**Problem to work on**
Below are some entries. Copy each line that holds the string "SessionEvent".

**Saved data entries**
-- Opening Marker --
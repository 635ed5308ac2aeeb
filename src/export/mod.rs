//! Screenshot decoding, annotated bitmap rendering and object-graph
//! serialization for saved annotations.

mod canvas_data;
mod data_url;
mod render;

use std::io;
use std::path::PathBuf;

use thiserror::Error;

pub use canvas_data::{CanvasData, CANVAS_DATA_VERSION};
#[cfg(test)]
pub(crate) use data_url::encode_png_data_url;
pub use data_url::{decode_data_url, encode_png, png_bytes_to_data_url};
pub use render::{render_annotated, GlyphSource, RenderedAnnotation};

#[derive(Debug, Error)]
pub enum ExportError {
    #[error("screenshot is not a base64 image data URL")]
    NotADataUrl,
    #[error("invalid base64 payload: {0}")]
    Base64(#[from] base64::DecodeError),
    #[error("image codec error: {0}")]
    Image(#[from] image::ImageError),
    #[error("screenshot has no pixels")]
    EmptyImage,
    #[error("cannot allocate a {width}x{height} pixmap")]
    Pixmap { width: u32, height: u32 },
    #[error("failed to read font {}: {source}", path.display())]
    FontIo {
        path: PathBuf,
        #[source]
        source: io::Error,
    },
    #[error("font {} could not be parsed", path.display())]
    InvalidFont { path: PathBuf },
}
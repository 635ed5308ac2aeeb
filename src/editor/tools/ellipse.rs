use serde::{Deserialize, Serialize};

use super::{StrokeStyle, ToolBounds, ToolPoint};

/// Ellipse anchored at its center: the pointer-down point stays the center
/// while the drag sets the radii.
#[derive(Debug, Clone, Copy, PartialEq, Eq, Serialize, Deserialize)]
#[serde(rename_all = "camelCase")]
pub struct EllipseElement {
    pub id: u64,
    pub center: ToolPoint,
    pub radius_x: u32,
    pub radius_y: u32,
    pub style: StrokeStyle,
    #[serde(skip)]
    pub interactive: bool,
}

impl EllipseElement {
    pub fn new(id: u64, center: ToolPoint, style: StrokeStyle) -> Self {
        Self {
            id,
            center,
            radius_x: 0,
            radius_y: 0,
            style,
            interactive: false,
        }
    }

    pub fn span(&mut self, anchor: ToolPoint, current: ToolPoint) {
        self.center = anchor;
        self.radius_x = axis_distance(anchor.x, current.x);
        self.radius_y = axis_distance(anchor.y, current.y);
    }

    pub fn bounds(&self) -> ToolBounds {
        let rx = i32::try_from(self.radius_x).unwrap_or(i32::MAX);
        let ry = i32::try_from(self.radius_y).unwrap_or(i32::MAX);
        ToolBounds::new(
            self.center.x.saturating_sub(rx),
            self.center.y.saturating_sub(ry),
            self.radius_x.saturating_mul(2),
            self.radius_y.saturating_mul(2),
        )
    }

    pub const fn is_degenerate(&self) -> bool {
        self.radius_x == 0 && self.radius_y == 0
    }
}

fn axis_distance(a: i32, b: i32) -> u32 {
    u32::try_from((i64::from(a) - i64::from(b)).unsigned_abs()).unwrap_or(u32::MAX)
}

#[cfg(test)]
mod tests {
    use super::*;
    use crate::geometry::Color;

    #[test]
    fn span_keeps_center_at_anchor_for_any_drag_direction() {
        let style = StrokeStyle::new(Color::new(0, 0, 255), 2);
        let mut ellipse = EllipseElement::new(3, ToolPoint::new(100, 100), style);

        ellipse.span(ToolPoint::new(100, 100), ToolPoint::new(60, 130));
        assert_eq!(ellipse.center, ToolPoint::new(100, 100));
        assert_eq!((ellipse.radius_x, ellipse.radius_y), (40, 30));
        assert_eq!(ellipse.bounds(), ToolBounds::new(60, 70, 80, 60));
    }

    #[test]
    fn flat_ellipse_is_still_visible_but_point_ellipse_is_degenerate() {
        let style = StrokeStyle::new(Color::new(0, 0, 255), 2);
        let mut ellipse = EllipseElement::new(3, ToolPoint::new(10, 10), style);
        assert!(ellipse.is_degenerate());

        ellipse.span(ToolPoint::new(10, 10), ToolPoint::new(30, 10));
        assert!(!ellipse.is_degenerate());
    }
}
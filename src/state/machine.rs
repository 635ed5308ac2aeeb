use super::error::{StateError, StateResult};
use super::{SessionEvent, SessionPhase, StateTransition};

#[derive(Debug)]
pub struct StateMachine {
    phase: SessionPhase,
    transition_history: Vec<StateTransition>,
}

impl StateMachine {
    pub fn new() -> Self {
        Self {
            phase: SessionPhase::default(),
            transition_history: Vec::new(),
        }
    }

    pub fn phase(&self) -> SessionPhase {
        self.phase
    }

    pub fn can_transition(&self, event: SessionEvent) -> bool {
        self.next_phase(event).is_some()
    }

    pub fn next_phase(&self, event: SessionEvent) -> Option<SessionPhase> {
        use SessionEvent::*;
        match (self.phase, event) {
            (SessionPhase::Idle, Open) => Some(SessionPhase::Active),
            (SessionPhase::Active, BeginSave) => Some(SessionPhase::Saving),
            (SessionPhase::Saving, SaveFailed) => Some(SessionPhase::Active),
            (SessionPhase::Saving, SaveSucceeded) => Some(SessionPhase::Closing),
            (SessionPhase::Active | SessionPhase::Saving | SessionPhase::Closing, Close) => {
                Some(SessionPhase::Idle)
            }
            _ => None,
        }
    }

    pub fn transition(&mut self, event: SessionEvent) -> StateResult<SessionPhase> {
        tracing::debug!(from = ?self.phase, event = ?event, "request session transition");
        let next = self.next_phase(event).ok_or_else(|| {
            let from = self.phase;
            tracing::warn!(from = ?from, event = ?event, "invalid session transition requested");
            StateError::InvalidStateTransition { from, event }
        })?;

        let record = StateTransition::new(self.phase, event, next);
        self.phase = next;
        self.transition_history.push(record);

        Ok(self.phase)
    }

    pub fn history(&self) -> &[StateTransition] {
        &self.transition_history
    }
}

impl Default for StateMachine {
    fn default() -> Self {
        Self::new()
    }
}

impl std::fmt::Display for StateMachine {
    fn fmt(&self, f: &mut std::fmt::Formatter<'_>) -> std::fmt::Result {
        write!(f, "SessionPhase::{:?}", self.phase)
    }
}
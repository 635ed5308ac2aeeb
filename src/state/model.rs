/// Lifecycle phase of the single overlay session hosted by a page.
#[derive(Debug, Clone, Copy, PartialEq, Eq, Default)]
pub enum SessionPhase {
    #[default]
    Idle,
    Active,
    /// A save hand-off is in flight; further save triggers are ignored.
    Saving,
    /// Save succeeded; the overlay stays up until the close delay elapses.
    Closing,
}

impl SessionPhase {
    pub const fn is_open(self) -> bool {
        !matches!(self, Self::Idle)
    }

    pub const fn accepts_edits(self) -> bool {
        matches!(self, Self::Active | Self::Saving)
    }
}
-- Closing Marker --
**Response**
use super::{SessionEvent, SessionPhase, StateTransition};
    pub fn can_transition(&self, event: SessionEvent) -> bool {
    pub fn next_phase(&self, event: SessionEvent) -> Option<SessionPhase> {
        use SessionEvent::*;
    pub fn transition(&mut self, event: SessionEvent) -> StateResult<SessionPhase> {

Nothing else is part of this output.